A MULTI-COLOURED PAINTING WITH MUSICAL UNDERTONES

Never feel sad again when you’ve got this painting to look at.
Bright, uplifting colours and clean, yet interesting lines make this artwork a real hoot.

black sofa

I’ve always been interested by sounds. How they move, how they change and the colours I imagine them as. Different tones and pitches trigger different colours in my mind, so listening to music (for me) is a very colourful place.

Music always influences me as I paint but I have never, until now, let it be the thing that controls it. The albums of a particular band played throughout the creation of this painting and what has resulted from that is a happy and uplifting piece of art that reminds me not of the band and their music but also of the dancing patterns of sound waves full stop.

The purpose here was to let myself dwell on what the music did to me and how I imagined it to look like if it were born of shape and form. Look closer and you’ll see bold colours (crescendo’s and anthems) as well as more subtle tonal shades (lightness and thoughtful composition).

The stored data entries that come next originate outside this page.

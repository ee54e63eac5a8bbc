//! Incremental reader for a result log that is still being written
//!
//! The load generator appends to its log without any coordination, so a read
//! may stop anywhere, including in the middle of a line. The reader keeps its
//! file position and an unterminated tail between calls and only parses lines
//! once their terminator has arrived.

use std::path::{Path, PathBuf};
use tokio::fs::File;
use tokio::io::AsyncReadExt;
use tracing::{debug, info, warn, Instrument, Span};

use super::columns::{ColumnNames, HeaderIndex};
use super::lines::{trim_line, LineAssembler};
use super::parser::LineParser;
use super::sample::SampleRecord;

/// Default ceiling for one incremental read
pub const DEFAULT_CHUNK_BYTES: usize = 1024 * 1024;

#[derive(Debug, Clone)]
pub struct ReaderOptions {
    pub delimiter: char,
    /// Upper bound on bytes consumed by a non-draining pull
    pub chunk_bytes: usize,
    pub columns: ColumnNames,
}

impl Default for ReaderOptions {
    fn default() -> Self {
        Self {
            delimiter: ',',
            chunk_bytes: DEFAULT_CHUNK_BYTES,
            columns: ColumnNames::default(),
        }
    }
}

/// Externally visible reader state
#[derive(Debug, Clone, Copy, PartialEq, Eq)]
pub enum ReaderState {
    /// No handle yet; the log is missing or empty
    Unopened,
    Opened,
    Closed,
}

struct LogCursor {
    file: File,
    header: Option<HeaderIndex>,
    parser: Option<LineParser>,
    lines: LineAssembler,
    bytes_read: u64,
}

enum CursorSlot {
    Unopened,
    Opened(LogCursor),
    Closed,
}

/// Pull-based reader over one result log path
pub struct StreamingLogReader {
    path: PathBuf,
    options: ReaderOptions,
    slot: CursorSlot,
    lines_skipped: u64,
    span: Span,
}

impl StreamingLogReader {
    pub fn new(path: impl Into<PathBuf>, options: ReaderOptions) -> Self {
        let path = path.into();
        let span = tracing::debug_span!("results_reader", path = %path.display());
        Self {
            path,
            options,
            slot: CursorSlot::Unopened,
            lines_skipped: 0,
            span,
        }
    }

    /// Route this reader's log events through the caller's span
    pub fn with_span(mut self, span: Span) -> Self {
        self.span = span;
        self
    }

    pub fn path(&self) -> &Path {
        &self.path
    }

    pub fn state(&self) -> ReaderState {
        match self.slot {
            CursorSlot::Unopened => ReaderState::Unopened,
            CursorSlot::Opened(_) => ReaderState::Opened,
            CursorSlot::Closed => ReaderState::Closed,
        }
    }

    /// Header mapping, once the first line has been read
    pub fn header(&self) -> Option<&HeaderIndex> {
        match &self.slot {
            CursorSlot::Opened(cursor) => cursor.header.as_ref(),
            _ => None,
        }
    }

    /// Bytes consumed from the log so far
    pub fn bytes_read(&self) -> u64 {
        match &self.slot {
            CursorSlot::Opened(cursor) => cursor.bytes_read,
            _ => 0,
        }
    }

    /// Bytes read but still waiting for a line terminator
    pub fn pending_bytes(&self) -> usize {
        match &self.slot {
            CursorSlot::Opened(cursor) => cursor.lines.pending(),
            _ => 0,
        }
    }

    /// Data lines dropped as malformed
    pub fn lines_skipped(&self) -> u64 {
        self.lines_skipped
    }

    /// Read newly appended data and return the samples it completes.
    ///
    /// Reads at most `chunk_bytes` unless `drain_all` is set, in which case
    /// everything currently in the file is consumed. Returns nothing, without
    /// error, while the log does not exist or is empty.
    pub async fn pull(&mut self, drain_all: bool) -> Vec<SampleRecord> {
        let span = self.span.clone();
        self.pull_inner(drain_all).instrument(span).await
    }

    /// Drop the file handle; later pulls return nothing
    pub fn close(&mut self) {
        if let CursorSlot::Opened(cursor) = &self.slot {
            debug!(
                parent: &self.span,
                bytes_read = cursor.bytes_read,
                pending = cursor.lines.pending(),
                "Closing results log"
            );
        }
        self.slot = CursorSlot::Closed;
    }

    async fn pull_inner(&mut self, drain_all: bool) -> Vec<SampleRecord> {
        if let CursorSlot::Unopened = self.slot {
            match self.open().await {
                Some(cursor) => self.slot = CursorSlot::Opened(cursor),
                None => return Vec::new(),
            }
        }

        let CursorSlot::Opened(cursor) = &mut self.slot else {
            return Vec::new();
        };

        let limit = (!drain_all).then_some(self.options.chunk_bytes as u64);
        let chunk = match read_chunk(&mut cursor.file, limit).await {
            Ok(chunk) => chunk,
            Err(e) => {
                warn!("Failed to read results: {}", e);
                return Vec::new();
            }
        };
        debug!(bytes = chunk.len(), drain_all, "Reading results");
        cursor.bytes_read += chunk.len() as u64;

        let mut samples = Vec::new();
        for raw in cursor.lines.push(&chunk) {
            let line = String::from_utf8_lossy(trim_line(&raw));

            let Some(parser) = &cursor.parser else {
                let index = HeaderIndex::from_header(&line, self.options.delimiter);
                let missing = index.missing(&self.options.columns);
                if !missing.is_empty() {
                    warn!(?missing, "Results header lacks expected columns");
                }
                info!(columns = index.len(), "Results header read");
                cursor.parser = Some(LineParser::new(
                    index.resolve(&self.options.columns),
                    self.options.delimiter,
                ));
                cursor.header = Some(index);
                continue;
            };

            if line.is_empty() {
                continue;
            }

            match parser.parse(&line) {
                Ok(sample) => samples.push(sample),
                Err(reason) => {
                    self.lines_skipped += 1;
                    debug!("Skipping line: {} ({})", line, reason);
                }
            }
        }

        samples
    }

    async fn open(&self) -> Option<LogCursor> {
        let meta = match tokio::fs::metadata(&self.path).await {
            Ok(meta) => meta,
            Err(_) => {
                debug!("File not appeared yet");
                return None;
            }
        };

        if !meta.is_file() {
            debug!("Results path is not a regular file yet");
            return None;
        }
        if meta.len() == 0 {
            debug!("File is empty: {}", self.path.display());
            return None;
        }

        match File::open(&self.path).await {
            Ok(file) => {
                info!("Opened results log");
                Some(LogCursor {
                    file,
                    header: None,
                    parser: None,
                    lines: LineAssembler::new(),
                    bytes_read: 0,
                })
            }
            Err(e) => {
                debug!("Results log not readable yet: {}", e);
                None
            }
        }
    }
}

async fn read_chunk(file: &mut File, limit: Option<u64>) -> std::io::Result<Vec<u8>> {
    let mut buffer = Vec::new();
    match limit {
        Some(limit) => {
            (&mut *file).take(limit).read_to_end(&mut buffer).await?;
        }
        None => {
            file.read_to_end(&mut buffer).await?;
        }
    }
    Ok(buffer)
}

I also have a little bit of crazy, some darkness, linear lines, up and down movement and a noticeable absence of curves and circles. There is deliberate repetition, nothing too heavy, distinctive progression, clarity, calm, thoughtfulness and balance.

The ultimate reward is modern art original that will fill any space with one giant, unapologetic smack of colour. Painted with nothing more than stillness, calm and a the entire CD collection of one of the greatest bands of all time.

Dear Santa… What I really want for Christmas is…

The art of Gerhard Richter has always been an influence for me from time to time. One of the techniques I used is similar to his apply and remove one that removes single layers of paint leaving a small amount left. The ability to build colour using these dragged layers is at the base of how I created this painting.

Layer on, layer off and so on and so on. This is the secret behind how I get the lustre of the paints and the depth of colour.